Work task:
Look below for the line containing "pub fn source_extension(source: &str)"; from there through the line containing "Each tool is", both lines included, please set down each line exactly and nothing else.
═══ Source data ═══
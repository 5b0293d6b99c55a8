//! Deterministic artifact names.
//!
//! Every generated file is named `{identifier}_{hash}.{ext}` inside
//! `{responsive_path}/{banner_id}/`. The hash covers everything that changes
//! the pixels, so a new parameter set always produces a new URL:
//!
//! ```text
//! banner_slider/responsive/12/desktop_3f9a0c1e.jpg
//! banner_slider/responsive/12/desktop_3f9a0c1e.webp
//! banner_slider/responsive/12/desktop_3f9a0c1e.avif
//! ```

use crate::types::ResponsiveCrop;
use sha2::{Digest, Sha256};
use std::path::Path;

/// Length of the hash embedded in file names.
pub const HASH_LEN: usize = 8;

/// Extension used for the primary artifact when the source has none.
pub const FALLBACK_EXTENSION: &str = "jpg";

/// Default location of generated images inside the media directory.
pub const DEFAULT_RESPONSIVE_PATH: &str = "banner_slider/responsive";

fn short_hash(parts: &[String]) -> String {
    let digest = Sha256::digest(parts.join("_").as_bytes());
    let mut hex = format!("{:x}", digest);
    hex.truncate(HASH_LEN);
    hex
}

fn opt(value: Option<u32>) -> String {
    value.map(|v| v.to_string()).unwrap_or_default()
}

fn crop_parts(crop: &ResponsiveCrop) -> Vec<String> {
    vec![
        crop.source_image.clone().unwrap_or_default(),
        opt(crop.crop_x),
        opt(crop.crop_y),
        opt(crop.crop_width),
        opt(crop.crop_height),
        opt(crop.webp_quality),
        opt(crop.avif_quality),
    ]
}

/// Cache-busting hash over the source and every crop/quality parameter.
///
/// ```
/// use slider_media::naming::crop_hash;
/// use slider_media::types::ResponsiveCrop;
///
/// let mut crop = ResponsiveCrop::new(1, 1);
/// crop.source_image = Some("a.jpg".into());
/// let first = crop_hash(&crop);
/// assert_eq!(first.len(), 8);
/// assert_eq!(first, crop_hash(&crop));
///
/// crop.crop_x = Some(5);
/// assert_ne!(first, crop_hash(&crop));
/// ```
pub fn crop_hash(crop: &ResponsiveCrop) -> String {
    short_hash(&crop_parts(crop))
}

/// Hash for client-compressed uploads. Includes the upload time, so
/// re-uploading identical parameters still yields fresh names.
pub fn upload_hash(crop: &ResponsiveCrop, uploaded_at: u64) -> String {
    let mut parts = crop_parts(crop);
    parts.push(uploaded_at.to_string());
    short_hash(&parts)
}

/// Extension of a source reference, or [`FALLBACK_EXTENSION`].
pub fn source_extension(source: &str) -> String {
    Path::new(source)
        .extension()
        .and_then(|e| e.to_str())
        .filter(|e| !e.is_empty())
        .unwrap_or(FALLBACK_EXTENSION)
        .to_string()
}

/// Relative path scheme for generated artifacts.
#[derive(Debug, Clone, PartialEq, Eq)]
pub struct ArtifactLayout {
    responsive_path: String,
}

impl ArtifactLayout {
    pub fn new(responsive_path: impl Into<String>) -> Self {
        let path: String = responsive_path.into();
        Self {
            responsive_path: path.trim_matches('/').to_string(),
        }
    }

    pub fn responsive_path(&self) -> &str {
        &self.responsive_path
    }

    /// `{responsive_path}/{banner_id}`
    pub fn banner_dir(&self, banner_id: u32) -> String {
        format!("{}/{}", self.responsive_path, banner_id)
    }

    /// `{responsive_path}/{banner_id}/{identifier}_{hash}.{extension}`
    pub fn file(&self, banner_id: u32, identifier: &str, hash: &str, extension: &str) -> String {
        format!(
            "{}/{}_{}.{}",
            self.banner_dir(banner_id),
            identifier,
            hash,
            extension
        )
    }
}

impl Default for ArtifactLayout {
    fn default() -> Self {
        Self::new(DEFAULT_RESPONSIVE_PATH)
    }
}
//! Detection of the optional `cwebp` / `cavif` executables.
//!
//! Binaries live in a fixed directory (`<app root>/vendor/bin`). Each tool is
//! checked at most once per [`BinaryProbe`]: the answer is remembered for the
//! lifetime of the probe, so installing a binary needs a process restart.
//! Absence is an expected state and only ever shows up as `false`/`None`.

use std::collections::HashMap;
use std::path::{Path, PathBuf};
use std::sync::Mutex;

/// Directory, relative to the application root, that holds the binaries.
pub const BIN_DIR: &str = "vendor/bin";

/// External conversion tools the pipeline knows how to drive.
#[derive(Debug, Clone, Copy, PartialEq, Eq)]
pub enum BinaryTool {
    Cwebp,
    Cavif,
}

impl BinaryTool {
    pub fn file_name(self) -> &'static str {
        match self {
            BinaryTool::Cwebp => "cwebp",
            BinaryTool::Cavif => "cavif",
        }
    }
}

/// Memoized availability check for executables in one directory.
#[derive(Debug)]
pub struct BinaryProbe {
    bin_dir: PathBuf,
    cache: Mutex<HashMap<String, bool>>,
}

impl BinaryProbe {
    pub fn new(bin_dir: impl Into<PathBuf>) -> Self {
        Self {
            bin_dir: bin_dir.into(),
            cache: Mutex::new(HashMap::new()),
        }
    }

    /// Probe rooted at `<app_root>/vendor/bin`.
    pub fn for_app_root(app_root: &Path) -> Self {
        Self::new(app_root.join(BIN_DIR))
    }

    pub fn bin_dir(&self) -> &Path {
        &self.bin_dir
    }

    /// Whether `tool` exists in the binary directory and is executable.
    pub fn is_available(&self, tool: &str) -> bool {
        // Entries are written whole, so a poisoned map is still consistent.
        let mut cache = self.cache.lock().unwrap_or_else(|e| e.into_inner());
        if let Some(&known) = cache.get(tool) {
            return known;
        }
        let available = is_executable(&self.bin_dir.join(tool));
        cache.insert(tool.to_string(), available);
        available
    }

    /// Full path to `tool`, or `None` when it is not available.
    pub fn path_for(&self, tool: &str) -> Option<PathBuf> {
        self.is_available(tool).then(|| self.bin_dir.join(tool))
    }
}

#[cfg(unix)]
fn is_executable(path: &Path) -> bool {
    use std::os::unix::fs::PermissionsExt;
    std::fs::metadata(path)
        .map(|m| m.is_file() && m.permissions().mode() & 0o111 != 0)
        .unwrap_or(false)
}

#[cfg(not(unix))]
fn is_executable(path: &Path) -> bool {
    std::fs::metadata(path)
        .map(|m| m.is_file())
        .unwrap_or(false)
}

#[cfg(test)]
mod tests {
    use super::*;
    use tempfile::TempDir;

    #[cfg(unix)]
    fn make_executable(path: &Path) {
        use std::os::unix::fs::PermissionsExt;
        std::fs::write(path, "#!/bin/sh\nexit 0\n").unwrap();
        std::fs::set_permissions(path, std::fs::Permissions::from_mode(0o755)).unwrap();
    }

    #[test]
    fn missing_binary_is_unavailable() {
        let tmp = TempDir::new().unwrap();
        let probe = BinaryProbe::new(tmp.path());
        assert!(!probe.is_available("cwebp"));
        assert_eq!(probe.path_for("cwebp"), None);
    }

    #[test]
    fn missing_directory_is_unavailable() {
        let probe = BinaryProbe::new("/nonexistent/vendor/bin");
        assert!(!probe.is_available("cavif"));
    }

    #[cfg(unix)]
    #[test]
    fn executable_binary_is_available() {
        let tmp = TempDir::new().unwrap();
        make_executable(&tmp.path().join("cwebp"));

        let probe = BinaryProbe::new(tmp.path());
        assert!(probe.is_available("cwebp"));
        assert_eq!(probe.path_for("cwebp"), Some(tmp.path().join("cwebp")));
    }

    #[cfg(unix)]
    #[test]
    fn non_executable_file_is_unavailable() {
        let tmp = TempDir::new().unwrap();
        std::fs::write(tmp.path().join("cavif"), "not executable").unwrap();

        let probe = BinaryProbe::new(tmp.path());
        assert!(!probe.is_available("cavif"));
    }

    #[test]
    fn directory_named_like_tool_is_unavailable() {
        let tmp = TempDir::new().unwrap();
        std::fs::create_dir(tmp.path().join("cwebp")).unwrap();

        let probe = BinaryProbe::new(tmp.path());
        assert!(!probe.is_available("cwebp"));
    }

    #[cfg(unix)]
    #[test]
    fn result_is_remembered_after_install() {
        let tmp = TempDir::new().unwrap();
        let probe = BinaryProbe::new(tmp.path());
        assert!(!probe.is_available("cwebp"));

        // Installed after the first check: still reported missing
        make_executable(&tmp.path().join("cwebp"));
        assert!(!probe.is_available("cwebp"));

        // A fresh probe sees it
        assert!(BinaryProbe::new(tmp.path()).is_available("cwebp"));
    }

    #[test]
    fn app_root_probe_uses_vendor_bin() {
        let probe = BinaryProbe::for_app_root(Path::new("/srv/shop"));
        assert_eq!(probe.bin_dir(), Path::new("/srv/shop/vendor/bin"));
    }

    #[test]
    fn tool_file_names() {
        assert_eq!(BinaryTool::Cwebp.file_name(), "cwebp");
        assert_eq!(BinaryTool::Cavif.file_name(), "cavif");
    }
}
═══
Problem solution:
pub fn source_extension(source: &str) -> String {
    Path::new(source)
        .extension()
        .and_then(|e| e.to_str())
        .filter(|e| !e.is_empty())
        .unwrap_or(FALLBACK_EXTENSION)
        .to_string()
}

/// Relative path scheme for generated artifacts.
#[derive(Debug, Clone, PartialEq, Eq)]
pub struct ArtifactLayout {
    responsive_path: String,
}

impl ArtifactLayout {
    pub fn new(responsive_path: impl Into<String>) -> Self {
        let path: String = responsive_path.into();
        Self {
            responsive_path: path.trim_matches('/').to_string(),
        }
    }

    pub fn responsive_path(&self) -> &str {
        &self.responsive_path
    }

    /// `{responsive_path}/{banner_id}`
    pub fn banner_dir(&self, banner_id: u32) -> String {
        format!("{}/{}", self.responsive_path, banner_id)
    }

    /// `{responsive_path}/{banner_id}/{identifier}_{hash}.{extension}`
    pub fn file(&self, banner_id: u32, identifier: &str, hash: &str, extension: &str) -> String {
        format!(
            "{}/{}_{}.{}",
            self.banner_dir(banner_id),
            identifier,
            hash,
            extension
        )
    }
}

impl Default for ArtifactLayout {
    fn default() -> Self {
        Self::new(DEFAULT_RESPONSIVE_PATH)
    }
}
//! Detection of the optional `cwebp` / `cavif` executables.
//!
//! Binaries live in a fixed directory (`<app root>/vendor/bin`). Each tool is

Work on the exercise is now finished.